Dissent (Keller, P.J.):
The right to have a judge consider the full punishment range is not the same as the right to be sentenced within the correct punishment range. It does not rise to the level of a right that cannot be forfeited. Read the dissent.
This decision will tell you more about error preservation that you may ever want to know. The bottom line is that, because the trial judge articulated that he was mistaken about the minimum possible sentence for the offense, the defendant could raise that mistake for the first time on appeal because the trial judge was not—in effect—considering the full statutory punishment range. If the trial judge had remained silent about his mistake, there is really no way for us to have known that, and this case would have been nothing more than one in which the defendant was sentenced within the applicable punishment range.
Samaripas v. State
No. PD-0135-13 10/15/14
Was the defendant eligible to be punished as a habitual offender via an enhancement based in part on a state jail felony that had been punished as a second-degree felony?
Yes. The enhancement statute, as it read at the time of the punishment, did not prohibit the use of state jail felonies for habitual enhancement unless they were punished as state jail felonies. Read the opinion.
Dissent (Keller, P.J.):
The majority says the language of the applicable statute is plain, but the language is ambiguous and should be resolved in favor of the defendant based on insight gleaned from extra-textual sources. Read the dissent.

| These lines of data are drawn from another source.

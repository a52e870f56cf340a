//! Conversation session state.

use intake_core::{Category, Intent};
use serde::{Deserialize, Serialize};

/// Sentinel stored as the backend reference when complaint creation failed.
pub const ERROR_REFERENCE: &str = "ERROR";

/// Field the next message is expected to fill.
#[derive(Debug, Clone, Copy, PartialEq, Eq, Hash, Serialize, Deserialize)]
#[serde(rename_all = "snake_case")]
pub enum AwaitingField {
    Phone,
    Location,
    DepartmentCode,
    Confirmation,
}

impl AwaitingField {
    /// Collection order for missing fields.
    pub const COLLECTION_ORDER: [AwaitingField; 3] = [
        AwaitingField::Phone,
        AwaitingField::Location,
        AwaitingField::DepartmentCode,
    ];

    /// Name reported in `missing_fields`.
    pub fn key(&self) -> &'static str {
        match self {
            AwaitingField::Phone => "user.phone",
            AwaitingField::Location => "location",
            AwaitingField::DepartmentCode => "department_code",
            AwaitingField::Confirmation => "confirmation",
        }
    }
}

/// Where a conversation currently stands.
#[derive(Debug, Clone, Copy, PartialEq, Eq)]
pub enum ChatState {
    /// No complaint description captured yet.
    Fresh,
    /// Waiting for the given field.
    Collecting(AwaitingField),
    /// All fields present; waiting for the citizen to confirm or correct.
    Confirming,
    /// Complaint created.
    Done,
}

/// One citizen's conversation.
#[derive(Debug, Clone, PartialEq, Eq, Default, Serialize, Deserialize)]
pub struct ConversationSession {
    pub session_id: String,
    #[serde(default)]
    pub awaiting_field: Option<AwaitingField>,
    #[serde(default)]
    pub raw_text: Option<String>,
    /// Complaint text in the canonical language.
    #[serde(default)]
    pub description: Option<String>,
    #[serde(default)]
    pub language: Option<String>,
    #[serde(default)]
    pub category: Option<Category>,
    #[serde(default)]
    pub subcategory: Option<String>,
    #[serde(default)]
    pub department_code: Option<String>,
    #[serde(default)]
    pub location: Option<String>,
    #[serde(default)]
    pub phone: Option<String>,
    #[serde(default)]
    pub intent: Option<Intent>,
    #[serde(default)]
    pub confirmed: bool,
    #[serde(default)]
    pub backend_reference: Option<String>,
}

fn is_blank(value: &Option<String>) -> bool {
    value.as_deref().map_or(true, |v| v.trim().is_empty())
}

impl ConversationSession {
    pub fn new(session_id: impl Into<String>) -> Self {
        Self {
            session_id: session_id.into(),
            ..Self::default()
        }
    }

    /// Whether a complaint was created for this conversation.
    pub fn is_filed(&self) -> bool {
        self.confirmed
            && self
                .backend_reference
                .as_deref()
                .is_some_and(|r| r != ERROR_REFERENCE)
    }

    /// Required fields that are still empty, in collection order.
    pub fn missing_fields(&self) -> Vec<AwaitingField> {
        AwaitingField::COLLECTION_ORDER
            .into_iter()
            .filter(|field| match field {
                AwaitingField::Phone => is_blank(&self.phone),
                AwaitingField::Location => is_blank(&self.location),
                AwaitingField::DepartmentCode => is_blank(&self.department_code),
                AwaitingField::Confirmation => false,
            })
            .collect()
    }

    /// Derive the conversation state from the stored fields.
    pub fn state(&self) -> ChatState {
        if self.is_filed() {
            return ChatState::Done;
        }
        if self.description.is_none() {
            return ChatState::Fresh;
        }
        match self.awaiting_field {
            Some(AwaitingField::Confirmation) => ChatState::Confirming,
            Some(field) => ChatState::Collecting(field),
            None => match self.missing_fields().first() {
                Some(field) => ChatState::Collecting(*field),
                None => ChatState::Confirming,
            },
        }
    }

    /// Forget the filed complaint but keep who the citizen is.
    pub fn reset_for_new_complaint(&mut self) {
        let session_id = std::mem::take(&mut self.session_id);
        let phone = self.phone.take();
        *self = Self {
            session_id,
            phone,
            ..Self::default()
        };
    }

    /// Snapshot returned to chat clients.
    pub fn context(&self) -> serde_json::Value {
        serde_json::to_value(self).unwrap_or_default()
    }
}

This decision will help you only if the primary charged offense was committed before September 1, 2011. After that date, state jail felonies that are punishable under §12.35(a) of the Penal Code cannot be used to enhance a “regular” felony to make a defendant a “true habitual” under §12.42(d).
Comeaux v. State
No. PD-1440-13 10/15/14
May a defendant who used peremptory strikes outside of the “strike zone” (jurors on the panel who are mathematically able to be seated on the jury) complain about a judge’s refusal to strike for cause a juror within the strike zone who could have been removed had the strike not been wasted?

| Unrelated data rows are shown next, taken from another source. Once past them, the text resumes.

//! Configuration loaded from environment variables.

use std::env;
use std::net::SocketAddr;
use std::time::Duration;

/// Where chat sessions are kept.
#[derive(Debug, Clone, Copy, PartialEq, Eq)]
pub enum SessionBackend {
    Memory,
    Sqlite,
}

/// API server configuration.
#[derive(Debug, Clone)]
pub struct Config {
    /// Server bind address.
    pub addr: SocketAddr,
    /// SQLite database URL.
    pub database_url: String,
    /// Chat session storage.
    pub session_backend: SessionBackend,
    /// Idle time after which a chat session is forgotten.
    pub session_ttl: Duration,
}

impl Config {
    /// Load configuration from environment variables.
    ///
    /// | Variable | Description | Default |
    /// |----------|-------------|---------|
    /// | `API_ADDR` | Server bind address | `127.0.0.1:8000` |
    /// | `DATABASE_URL` | SQLite database URL | `sqlite:grievance.db?mode=rwc` |
    /// | `SESSION_BACKEND` | `memory` or `sqlite` | `memory` |
    /// | `SESSION_TTL_SECS` | Idle session expiry | `3600` |
    ///
    /// Classifier settings are read separately by `GeminiConfig::from_env`.
    pub fn from_env() -> Result<Self, ConfigError> {
        let addr = env::var("API_ADDR")
            .unwrap_or_else(|_| "127.0.0.1:8000".to_string())
            .parse()
            .map_err(|_| ConfigError::InvalidAddr)?;

        let database_url = env::var("DATABASE_URL")
            .unwrap_or_else(|_| "sqlite:grievance.db?mode=rwc".to_string());

        let session_backend = match env::var("SESSION_BACKEND") {
            Err(_) => SessionBackend::Memory,
            Ok(value) => match value.trim().to_lowercase().as_str() {
                "" | "memory" => SessionBackend::Memory,
                "sqlite" => SessionBackend::Sqlite,
                _ => return Err(ConfigError::InvalidSessionBackend(value)),
            },
        };

        let session_ttl = match env::var("SESSION_TTL_SECS") {
            Err(_) => Duration::from_secs(3600),
            Ok(value) => value
                .trim()
                .parse::<u64>()
                .ok()
                .filter(|secs| *secs > 0)
                .map(Duration::from_secs)
                .ok_or(ConfigError::InvalidSessionTtl)?,
        };

        Ok(Self {
            addr,
            database_url,
            session_backend,
            session_ttl,
        })
    }
}

/// Configuration errors.
#[derive(Debug, thiserror::Error)]
pub enum ConfigError {
    #[error("Invalid API_ADDR format")]
    InvalidAddr,

    #[error("SESSION_BACKEND must be 'memory' or 'sqlite', got '{0}'")]
    InvalidSessionBackend(String),

    #[error("SESSION_TTL_SECS must be a positive integer")]
    InvalidSessionTtl,
}

#[cfg(test)]
mod tests {
    use super::*;
    use std::sync::Mutex;

    static ENV_LOCK: Mutex<()> = Mutex::new(());

    const VARS: [&str; 4] = ["API_ADDR", "DATABASE_URL", "SESSION_BACKEND", "SESSION_TTL_SECS"];

    fn clear() {
        for var in VARS {
            env::remove_var(var);
        }
    }

    #[test]
    fn test_defaults() {
        let _guard = ENV_LOCK.lock().unwrap();
        clear();

        let config = Config::from_env().unwrap();
        assert_eq!(config.addr.to_string(), "127.0.0.1:8000");
        assert_eq!(config.database_url, "sqlite:grievance.db?mode=rwc");
        assert_eq!(config.session_backend, SessionBackend::Memory);
        assert_eq!(config.session_ttl, Duration::from_secs(3600));
    }

    #[test]
    fn test_overrides_and_errors() {
        let _guard = ENV_LOCK.lock().unwrap();
        clear();

        env::set_var("SESSION_BACKEND", "SQLite");
        env::set_var("SESSION_TTL_SECS", "120");
        let config = Config::from_env().unwrap();
        assert_eq!(config.session_backend, SessionBackend::Sqlite);
        assert_eq!(config.session_ttl, Duration::from_secs(120));

        env::set_var("SESSION_BACKEND", "redis");
        assert!(matches!(
            Config::from_env(),
            Err(ConfigError::InvalidSessionBackend(_))
        ));

        env::set_var("SESSION_BACKEND", "memory");
        env::set_var("SESSION_TTL_SECS", "0");
        assert!(matches!(Config::from_env(), Err(ConfigError::InvalidSessionTtl)));

        env::set_var("API_ADDR", "not an address");
        assert!(matches!(Config::from_env(), Err(ConfigError::InvalidAddr)));

        clear();
    }
}
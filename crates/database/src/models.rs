//! Database models.

use std::fmt;
use std::str::FromStr;

use serde::{Deserialize, Serialize};
use sqlx::FromRow;

use crate::error::DatabaseError;

/// A government department.
#[derive(Debug, Clone, PartialEq, Eq, Serialize, Deserialize, FromRow)]
pub struct Department {
    /// Short code (e.g., "BBMP", "PW-SUB")
    pub code: String,
    /// Display name
    pub name: String,
    /// Parent department code for sub-departments
    pub parent_code: Option<String>,
    /// Creation timestamp
    pub created_at: String,
}

/// Input for creating a department.
#[derive(Debug, Clone, PartialEq, Eq, Serialize, Deserialize)]
pub struct NewDepartment {
    pub code: String,
    pub name: String,
    #[serde(default)]
    pub parent_code: Option<String>,
}

/// Complaint lifecycle status.
#[derive(Debug, Clone, Copy, PartialEq, Eq, Hash, Serialize, Deserialize)]
#[serde(rename_all = "snake_case")]
pub enum ComplaintStatus {
    New,
    Triaged,
    InProgress,
    Resolved,
    Escalated,
    Closed,
}

impl ComplaintStatus {
    pub const ALL: [ComplaintStatus; 6] = [
        ComplaintStatus::New,
        ComplaintStatus::Triaged,
        ComplaintStatus::InProgress,
        ComplaintStatus::Resolved,
        ComplaintStatus::Escalated,
        ComplaintStatus::Closed,
    ];

    pub fn as_str(&self) -> &'static str {
        match self {
            ComplaintStatus::New => "new",
            ComplaintStatus::Triaged => "triaged",
            ComplaintStatus::InProgress => "in_progress",
            ComplaintStatus::Resolved => "resolved",
            ComplaintStatus::Escalated => "escalated",
            ComplaintStatus::Closed => "closed",
        }
    }

    /// Closed complaints are final; every other move is allowed.
    pub fn can_transition_to(&self, next: ComplaintStatus) -> bool {
        *self != ComplaintStatus::Closed || next == ComplaintStatus::Closed
    }
}

impl fmt::Display for ComplaintStatus {
    fn fmt(&self, f: &mut fmt::Formatter<'_>) -> fmt::Result {
        f.write_str(self.as_str())
    }
}

impl FromStr for ComplaintStatus {
    type Err = DatabaseError;

    fn from_str(s: &str) -> Result<Self, Self::Err> {
        let normalized = s.trim().to_lowercase().replace([' ', '-'], "_");
        ComplaintStatus::ALL
            .into_iter()
            .find(|status| status.as_str() == normalized)
            .ok_or_else(|| DatabaseError::InvalidStatus(s.to_string()))
    }
}

/// A stored complaint.
#[derive(Debug, Clone, PartialEq, Eq, Serialize, Deserialize, FromRow)]
pub struct Complaint {
    /// Auto-incrementing ID.
    pub id: i64,
    /// Tracking number (e.g., "COMP-123456")
    pub reference_number: String,
    pub title: String,
    pub description: String,
    pub transcript: Option<String>,
    /// Detected language code
    pub language: Option<String>,
    pub translated_text: Option<String>,
    pub category: Option<String>,
    pub subcategory: Option<String>,
    pub department_code: String,
    /// Where the complaint came from (e.g., "chatbot", "web")
    pub source: String,
    /// Lifecycle status, stored as text
    pub status: String,
    /// JSON object with free-form details
    pub metadata: String,
    pub created_at: String,
    pub updated_at: String,
}

impl Complaint {
    /// Parsed lifecycle status.
    pub fn status(&self) -> Result<ComplaintStatus, DatabaseError> {
        self.status.parse()
    }

    /// Parsed metadata object.
    pub fn metadata_json(&self) -> Result<serde_json::Value, DatabaseError> {
        Ok(serde_json::from_str(&self.metadata)?)
    }
}

/// Input for creating a complaint.
#[derive(Debug, Clone, PartialEq, Serialize, Deserialize)]
pub struct NewComplaint {
    pub title: String,
    pub description: String,
    #[serde(default)]
    pub transcript: Option<String>,
    #[serde(default)]
    pub language: Option<String>,
    #[serde(default)]
    pub translated_text: Option<String>,
    #[serde(default)]
    pub category: Option<String>,
    #[serde(default)]
    pub subcategory: Option<String>,
    pub department_code: String,
    #[serde(default = "default_source")]
    pub source: String,
    #[serde(default)]
    pub metadata: serde_json::Value,
}

fn default_source() -> String {
    "web".to_string()
}

/// A persisted chat session.
#[derive(Debug, Clone, PartialEq, Eq, Serialize, Deserialize, FromRow)]
pub struct SessionRecord {
    pub session_id: String,
    /// Serialized session state (JSON).
    pub state: String,
    /// Incremented on every write.
    pub version: i64,
    pub updated_at: String,
}

/// Complaint totals for dashboards.
#[derive(Debug, Clone, PartialEq, Eq, Serialize, Deserialize)]
pub struct ComplaintStats {
    pub total: i64,
    pub by_status: Vec<(String, i64)>,
    pub by_department: Vec<(String, i64)>,
}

No. Because the defendant could have struck the juror had he not thrown away a strike on a juror who could not have been seated, the defendant was not harmed by the judge’s denial of a challenge for cause regarding the juror. Read the opinion.
Concurrence (Johnson, J.):
The case clarifies the steps necessary to challenge the seating of a juror. Read the concurrence.
This decision will really be of assistance to the State only on appeal. It definitely clarifies the law with regard to whether a defendant has been harmed by a trial judge’s allegedly erroneous denial of a challenge for cause. But the odds of a defense lawyer doing what this defendant’s attorney did—exercising a peremptory challenge outside the “strike zone”—are pretty low. But if you actually have have a defense attorney who makes this mistake, this decision will be invaluable to you.
Texas Courts of Appeals
In re Watkins
No. 05-14-01167-CV 10/3/14
Was the State entitled to mandamus relief when the court ordered a pretrial determination of the defendant’s intellectual disability, to be conducted by the trial court itself?
Yes. The question of intellectual disability is a question of fact that must be determined by the same jury that determines the defendant’s guilt or innocence. Read the opinion.
You would think that a trial judge would not need to be repeatedly reminded about State ex rel. Watkins v. Creuzot, 352 S.W.3d 493 (Tex. Crim. App. 2011), and State ex rel. Lykos v. Fine, 330 S.W.3d 904 (Tex. Crim. App. 2011). But apparently some trial judges have not gotten the message. This is a very thorough decision in its own right, carefully explaining the law regarding the determination of intellectual disability (formerly called mental retardation) in a death penalty case. Great job by the State getting mandamus relief granted.